= Directions for this task =
All of the data below is to be returned unaltered.

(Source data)
++++++++++++++++++++

//! Query Service storage layer.
//!
//! One read-only SQLite connection per domain. Every structured query coming
//! over the session is re-validated against this side's own registry before
//! any SQL is rendered; the client's view of the schema is never trusted.
//! Values always travel as bound parameters.

use std::path::Path;
use std::sync::{Arc, Mutex};

use rusqlite::types::{Value as SqlValue, ValueRef};
use rusqlite::{Connection, OpenFlags};
use tracing::{debug, info, warn};

use crate::domain::Domain;
use crate::error::StorageError;
use crate::lexicon::{Lexicon, TableSchema};
use crate::query::types::{Aggregation, Predicate, PredicateOp, PredicateValue, ResolvedQuery, RowResult};

/// Hard cap on rows returned by any single call, regardless of what the
/// client asked for.
pub const DEFAULT_ROW_CEILING: u32 = 100;

/// Read-only access to one domain's dataset.
pub struct DatasetStore {
    domain: Domain,
    lexicon: Arc<Lexicon>,
    conn: Mutex<Connection>,
    row_ceiling: u32,
}

impl DatasetStore {
    /// Open the dataset read-only and verify the registered tables exist.
    pub fn open(
        domain: Domain,
        path: impl AsRef<Path>,
        lexicon: Arc<Lexicon>,
        row_ceiling: u32,
    ) -> Result<Self, StorageError> {
        let conn = Connection::open_with_flags(
            path.as_ref(),
            OpenFlags::SQLITE_OPEN_READ_ONLY | OpenFlags::SQLITE_OPEN_NO_MUTEX,
        )
        .map_err(|e| StorageError::Connection(format!("{}: {e}", path.as_ref().display())))?;

        let store = Self {
            domain,
            lexicon,
            conn: Mutex::new(conn),
            row_ceiling,
        };
        store.verify_tables()?;
        info!(domain = %store.domain, path = %path.as_ref().display(), "dataset opened");
        Ok(store)
    }

    /// In-memory store seeded from SQL, for tests and fixtures.
    pub fn open_in_memory(
        domain: Domain,
        lexicon: Arc<Lexicon>,
        seed_sql: &str,
        row_ceiling: u32,
    ) -> Result<Self, StorageError> {
        let conn = Connection::open_in_memory()
            .map_err(|e| StorageError::Connection(e.to_string()))?;
        conn.execute_batch(seed_sql)?;
        Ok(Self {
            domain,
            lexicon,
            conn: Mutex::new(conn),
            row_ceiling,
        })
    }

    pub fn domain(&self) -> Domain {
        self.domain
    }

    pub fn row_ceiling(&self) -> u32 {
        self.row_ceiling
    }

    /// Registered tables missing from the file are a deployment error, not
    /// something to discover one failed query at a time.
    fn verify_tables(&self) -> Result<(), StorageError> {
        let conn = self.lock();
        for table in self.lexicon.table_names() {
            let present: bool = conn
                .query_row(
                    "SELECT EXISTS(SELECT 1 FROM sqlite_master WHERE type = 'table' AND name = ?1)",
                    [table],
                    |row| row.get(0),
                )
                .map_err(StorageError::from)?;
            if !present {
                return Err(StorageError::SchemaMismatch(format!(
                    "dataset is missing registered table {table}"
                )));
            }
        }
        Ok(())
    }

    fn lock(&self) -> std::sync::MutexGuard<'_, Connection> {
        // A poisoned lock means a panic mid-query; the connection itself is
        // still usable for read-only work.
        self.conn.lock().unwrap_or_else(|e| e.into_inner())
    }

    /// Names of the tables this dataset serves.
    pub fn list_tables(&self) -> Vec<String> {
        self.lexicon.table_names().iter().map(|s| s.to_string()).collect()
    }

    /// Registry schema of one table.
    pub fn describe_table(&self, name: &str) -> Result<TableSchema, StorageError> {
        self.lexicon
            .table(name)
            .cloned()
            .ok_or_else(|| StorageError::UnknownTable(name.to_string()))
    }

    /// Execute a structured query. The table, every selected column and every
    /// predicate column are validated against this side's registry first.
    pub fn run_query(&self, query: &ResolvedQuery) -> Result<RowResult, StorageError> {
        let schema = self
            .lexicon
            .table(&query.table)
            .ok_or_else(|| StorageError::UnknownTable(query.table.clone()))?;
        if query.columns.is_empty() {
            return Err(StorageError::SchemaMismatch("no columns selected".into()));
        }
        for column in query.columns.iter().chain(query.predicates.iter().map(|p| &p.column)) {
            if !schema.has_column(column) {
                return Err(StorageError::SchemaMismatch(format!(
                    "column {column} not in table {}",
                    query.table
                )));
            }
        }

        let limit = query
            .limit
            .unwrap_or(self.row_ceiling)
            .min(self.row_ceiling);

        let (sql, params, out_columns) = render_sql(query, limit);
        debug!(%sql, "executing");

        let conn = self.lock();
        let mut stmt = conn.prepare(&sql)?;
        let width = out_columns.len();
        let mut rows = Vec::new();
        let mut raw = stmt.query(rusqlite::params_from_iter(params))?;
        let mut truncated = false;
        while let Some(row) = raw.next()? {
            if rows.len() as u32 >= limit {
                truncated = true;
                break;
            }
            let mut record = Vec::with_capacity(width);
            for i in 0..width {
                record.push(json_value(row.get_ref(i)?));
            }
            rows.push(record);
        }

        Ok(RowResult {
            columns: out_columns,
            row_count: rows.len(),
            rows,
            truncated,
        })
    }

    /// First `count` rows of a table, capped by the row ceiling.
    pub fn sample(&self, table: &str, count: u32) -> Result<RowResult, StorageError> {
        let schema = self.describe_table(table)?;
        let columns: Vec<String> = schema.columns.iter().map(|c| c.name.clone()).collect();
        let query = ResolvedQuery::new(table, columns).with_limit(count);
        self.run_query(&query)
    }

    /// Distinct non-null values of one column, capped by the row ceiling.
    /// Used to seed location vocabularies at startup.
    pub fn distinct_values(&self, table: &str, column: &str) -> Result<Vec<String>, StorageError> {
        let schema = self.describe_table(table)?;
        if !schema.has_column(column) {
            return Err(StorageError::SchemaMismatch(format!(
                "column {column} not in table {table}"
            )));
        }
        let sql = format!(
            "SELECT DISTINCT {col} FROM {tbl} WHERE {col} IS NOT NULL ORDER BY {col} LIMIT {limit}",
            col = quote_ident(column),
            tbl = quote_ident(table),
            limit = self.row_ceiling,
        );
        let conn = self.lock();
        let mut stmt = conn.prepare(&sql)?;
        let values = stmt
            .query_map([], |row| row.get::<_, String>(0))?
            .collect::<Result<Vec<_>, _>>()?;
        Ok(values)
    }
}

++++++++++++++++++++

= Written answer =
//! Query Service storage layer.
//!
//! One read-only SQLite connection per domain. Every structured query coming
//! over the session is re-validated against this side's own registry before
//! any SQL is rendered; the client's view of the schema is never trusted.
//! Values always travel as bound parameters.

use std::path::Path;
use std::sync::{Arc, Mutex};

use rusqlite::types::{Value as SqlValue, ValueRef};
use rusqlite::{Connection, OpenFlags};
use tracing::{debug, info, warn};

use crate::domain::Domain;
use crate::error::StorageError;
use crate::lexicon::{Lexicon, TableSchema};
use crate::query::types::{Aggregation, Predicate, PredicateOp, PredicateValue, ResolvedQuery, RowResult};

/// Hard cap on rows returned by any single call, regardless of what the
/// client asked for.
pub const DEFAULT_ROW_CEILING: u32 = 100;

/// Read-only access to one domain's dataset.
pub struct DatasetStore {
    domain: Domain,
    lexicon: Arc<Lexicon>,
    conn: Mutex<Connection>,
    row_ceiling: u32,
}

impl DatasetStore {
    /// Open the dataset read-only and verify the registered tables exist.
    pub fn open(
        domain: Domain,
        path: impl AsRef<Path>,
        lexicon: Arc<Lexicon>,
        row_ceiling: u32,
    ) -> Result<Self, StorageError> {
        let conn = Connection::open_with_flags(
            path.as_ref(),
            OpenFlags::SQLITE_OPEN_READ_ONLY | OpenFlags::SQLITE_OPEN_NO_MUTEX,
        )
        .map_err(|e| StorageError::Connection(format!("{}: {e}", path.as_ref().display())))?;

        let store = Self {
            domain,
            lexicon,
            conn: Mutex::new(conn),
            row_ceiling,
        };
        store.verify_tables()?;
        info!(domain = %store.domain, path = %path.as_ref().display(), "dataset opened");
        Ok(store)
    }

    /// In-memory store seeded from SQL, for tests and fixtures.
    pub fn open_in_memory(
        domain: Domain,
        lexicon: Arc<Lexicon>,
        seed_sql: &str,
        row_ceiling: u32,
    ) -> Result<Self, StorageError> {
        let conn = Connection::open_in_memory()
            .map_err(|e| StorageError::Connection(e.to_string()))?;
        conn.execute_batch(seed_sql)?;
        Ok(Self {
            domain,
            lexicon,
            conn: Mutex::new(conn),
            row_ceiling,
        })
    }

    pub fn domain(&self) -> Domain {
        self.domain
    }

    pub fn row_ceiling(&self) -> u32 {
        self.row_ceiling
    }

    /// Registered tables missing from the file are a deployment error, not
    /// something to discover one failed query at a time.
    fn verify_tables(&self) -> Result<(), StorageError> {
        let conn = self.lock();
        for table in self.lexicon.table_names() {
            let present: bool = conn
                .query_row(
                    "SELECT EXISTS(SELECT 1 FROM sqlite_master WHERE type = 'table' AND name = ?1)",
                    [table],
                    |row| row.get(0),
                )
                .map_err(StorageError::from)?;
            if !present {
                return Err(StorageError::SchemaMismatch(format!(
                    "dataset is missing registered table {table}"
                )));
            }
        }
        Ok(())
    }

    fn lock(&self) -> std::sync::MutexGuard<'_, Connection> {
        // A poisoned lock means a panic mid-query; the connection itself is
        // still usable for read-only work.
        self.conn.lock().unwrap_or_else(|e| e.into_inner())
    }

    /// Names of the tables this dataset serves.
    pub fn list_tables(&self) -> Vec<String> {
        self.lexicon.table_names().iter().map(|s| s.to_string()).collect()
    }

    /// Registry schema of one table.
    pub fn describe_table(&self, name: &str) -> Result<TableSchema, StorageError> {
        self.lexicon
            .table(name)
            .cloned()
            .ok_or_else(|| StorageError::UnknownTable(name.to_string()))
    }

    /// Execute a structured query. The table, every selected column and every
    /// predicate column are validated against this side's registry first.
    pub fn run_query(&self, query: &ResolvedQuery) -> Result<RowResult, StorageError> {
        let schema = self
            .lexicon
            .table(&query.table)
            .ok_or_else(|| StorageError::UnknownTable(query.table.clone()))?;
        if query.columns.is_empty() {
            return Err(StorageError::SchemaMismatch("no columns selected".into()));
        }
        for column in query.columns.iter().chain(query.predicates.iter().map(|p| &p.column)) {
            if !schema.has_column(column) {
                return Err(StorageError::SchemaMismatch(format!(
                    "column {column} not in table {}",
                    query.table
                )));
            }
        }

        let limit = query
            .limit
            .unwrap_or(self.row_ceiling)
            .min(self.row_ceiling);

        let (sql, params, out_columns) = render_sql(query, limit);
        debug!(%sql, "executing");

        let conn = self.lock();
        let mut stmt = conn.prepare(&sql)?;
        let width = out_columns.len();
        let mut rows = Vec::new();
        let mut raw = stmt.query(rusqlite::params_from_iter(params))?;
        let mut truncated = false;
        while let Some(row) = raw.next()? {
            if rows.len() as u32 >= limit {
                truncated = true;
                break;
            }
            let mut record = Vec::with_capacity(width);
            for i in 0..width {
                record.push(json_value(row.get_ref(i)?));
            }
            rows.push(record);
        }

        Ok(RowResult {
            columns: out_columns,
            row_count: rows.len(),
            rows,
            truncated,
        })
    }

    /// First `count` rows of a table, capped by the row ceiling.
    pub fn sample(&self, table: &str, count: u32) -> Result<RowResult, StorageError> {
        let schema = self.describe_table(table)?;
        let columns: Vec<String> = schema.columns.iter().map(|c| c.name.clone()).collect();
        let query = ResolvedQuery::new(table, columns).with_limit(count);
        self.run_query(&query)
    }

    /// Distinct non-null values of one column, capped by the row ceiling.
    /// Used to seed location vocabularies at startup.
    pub fn distinct_values(&self, table: &str, column: &str) -> Result<Vec<String>, StorageError> {
        let schema = self.describe_table(table)?;
        if !schema.has_column(column) {
            return Err(StorageError::SchemaMismatch(format!(
                "column {column} not in table {table}"
            )));
        }
        let sql = format!(
            "SELECT DISTINCT {col} FROM {tbl} WHERE {col} IS NOT NULL ORDER BY {col} LIMIT {limit}",
            col = quote_ident(column),
            tbl = quote_ident(table),
            limit = self.row_ceiling,
        );
        let conn = self.lock();
        let mut stmt = conn.prepare(&sql)?;
        let values = stmt
            .query_map([], |row| row.get::<_, String>(0))?
            .collect::<Result<Vec<_>, _>>()?;
        Ok(values)
    }
}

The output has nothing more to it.